Faszination an der Erdkruste

Frank Sirocko, Geologie-Professor an der Uni Mainz, faszinierte bei einem Vortrag in Gerolstein 70 Zuhörer. Er stellte seine aktuellsten Forschungsergebnissen über den Einfluss der Eifel-Vulkane auf Klima- und Menschheitsentwicklung. Aktuell sei kein Vulkanausbruch zu befürchten. Niemand brauche aus Furcht auszuwandern.

 Frank Sirocko (rechts), Professor am geologischen Institut der Uni Mainz, und Peter Bitschene, promovierter Vulkanologe im Dienst des Gerolsteiner Landes. TV-Foto: Gabi Vogelsberg

Frank Sirocko (rechts), Professor am geologischen Institut der Uni Mainz, und Peter Bitschene, promovierter Vulkanologe im Dienst des Gerolsteiner Landes. TV-Foto: Gabi Vogelsberg

Gerolstein. Das verfilmte Horror-Szenario "Vulkan" um einen Vulkanausbruch in der Eifel bezeichnet Frank Sirocko als "Science Fiction mit viel heißer Luft um nichts". Der promovierte Geologe hält sich lieber an Fakten. Danach bestehe kein Anlass für Hysterie. Schelmisch grinsend meint er: "Er gibt keinen Grund, aus der herrlichen Eifel auszuwandern." Ein Senior aus dem Publikum verrät kopfschüttelnd: "Nach dem Film über den Vulkan gab es in unserer Straße tatsächlich Leute, die sich einen Wohnwagen anschaffen wollten, um sich rascher in Sicherheit bringen zu können."

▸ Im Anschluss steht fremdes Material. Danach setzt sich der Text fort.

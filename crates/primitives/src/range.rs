/// A position in the text, measured in characters (not bytes).
///
/// This is the canonical internal coordinate space; line/column pairs are
/// derived from it on demand.
pub type CharIdx = usize;

/// A length or count in the text, measured in characters (not bytes).
///
/// This is distinct from CharIdx to avoid accidentally passing an index
/// where a length is expected or vice versa.
pub type CharLen = usize;

/// A zero-based `(line, column)` coordinate, columns counted in chars.
///
/// Ordering is document order: first by line, then by column.
#[derive(Debug, Clone, Copy, PartialEq, Eq, Hash, PartialOrd, Ord, Default)]
pub struct Position {
	/// Zero-based line index.
	pub line: usize,
	/// Zero-based column, in chars from the start of the line.
	pub col: usize,
}

impl Position {
	/// Creates a new position.
	pub const fn new(line: usize, col: usize) -> Self {
		Self { line, col }
	}

	/// Position at the start of `line`.
	pub const fn line_start(line: usize) -> Self {
		Self { line, col: 0 }
	}
}

/// An inclusive span of lines.
///
/// Overlap between regions and edits is decided at this granularity: two
/// spans overlap when they share at least one line.
#[derive(Debug, Clone, Copy, PartialEq, Eq, Hash)]
pub struct LineSpan {
	/// First line of the span.
	pub start: usize,
	/// Last line of the span (inclusive).
	pub end: usize,
}

impl LineSpan {
	/// Creates a span covering `a..=b`, normalising the order.
	pub fn new(a: usize, b: usize) -> Self {
		Self {
			start: a.min(b),
			end: a.max(b),
		}
	}

	/// Span of a single line.
	pub const fn single(line: usize) -> Self {
		Self { start: line, end: line }
	}

	/// Number of lines in the span.
	#[inline]
	pub fn len(&self) -> usize {
		self.end - self.start + 1
	}

	/// Spans always contain at least one line.
	#[inline]
	pub fn is_empty(&self) -> bool {
		false
	}

	/// Returns true if `line` lies within the span.
	#[inline]
	pub fn contains(&self, line: usize) -> bool {
		self.start <= line && line <= self.end
	}

	/// Returns true if both spans share at least one line.
	#[inline]
	pub fn intersects(&self, other: &LineSpan) -> bool {
		self.start <= other.end && other.start <= self.end
	}
}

Wissenschaftler nehmen die Eifel unter die Lupe



Mit einem 40-köpfigen Team nimmt Sirocko seit Monaten die Eifel unter die Lupe. Sirocko: "Ende nächsten Jahres werden alle 68 Maare der Eifel ein Loch haben." Gemeint sind Bohrlöcher, wobei ein Kern aus der Erdkruste herausgedreht wird. Anhand der Sedimentschichten (Ablagerungen), die der Bohrkern wie an einer Perlenschnur aufgereiht offenlegt, können die Wissenschaftler viel ablesen. 1730 Meter Bohrkerne aus Trockenmaaren und 60 Meter aus Maarseen sind bereits ausgewertet. Sirocko stellte in Gerolstein erstmals dem Eifeler Publikum die Ergebnisse vor.

Die Besucher waren begeistert. Kurt Frohn aus Nerdlen resümierte: "Faszinierend, was die Experten alles aus den Bodenprofilen herauslesen können. Das ist irre spannend."

Sirocko zeigte über zwei Stunden lang in unterhaltsamer Weise die Auswirkungen der Eifel-Vulkane auf die Klima- und Menschheitsentwicklung auf. Danach wurde 3600 vor Christus in der Eifel erstmals Getreide angebaut. An Fotos vom Bohrkern des Ulmener Maares zeigte er auf, dass 1986 die Tschernobyl-Katastrophe sich mit extremem Cäsiumgehalt darstellt.

Den "modernen Menschen", der Pferde und Mammuts jagte, weist der Uni-Professor im Bohrkern des Dehner Trockenmaars (Schönfeld an der Oberen Kyll) 35 000 Jahre vor Christus nach. Die Furcht vor drohenden Vulkanausbrüchen in der Jetztzeit nimmt er allen Zuhörern. Im Kern des Dehner Trockenmaares sei beispielsweise der Ausbruch des Schalkenmehrener Maares vor 20 000 Jahren nicht angezeigt, sehr wohl aber der Ausbruch des Laacher Sees 10 000 vor Christus.

Sirocko erklärt den Unterschied zwischen den zwei Eruptionsarten, wonach einzig der Ausbruch des Laacher Sees zu der einen Kategorie zählte und verheerende Folgen hatte. Alle anderen 250 Vulkanaktivitäten in den vergangenen 100 000 Jahren in der Eifel seien lokal auf wenige Kilometer und meist nur eine Ortschaft begrenzt gewesen. Sirocko ist auch Herausgeber der neuen Buchs "Wetter, Klima, Menschheitsentwicklung - Von der Eiszeit bis ins 21. Jahrhundert", in dem Maarsedimente die Grundlage für Forschungen bilden (Bericht folgt).

Frank Sirocko (Hrsg.), Wetter, Klima, Menschheitsentwicklung. Von der Eiszeit bis ins 21. Jahrhundert (Wissenschaftliche Buchgesellschaft Darmstadt und Konrad Theiss Verlag Stuttgart 2009) 208 Seiten. ISBN 978-3-8062-2268-5. Preis 39,90 Euro.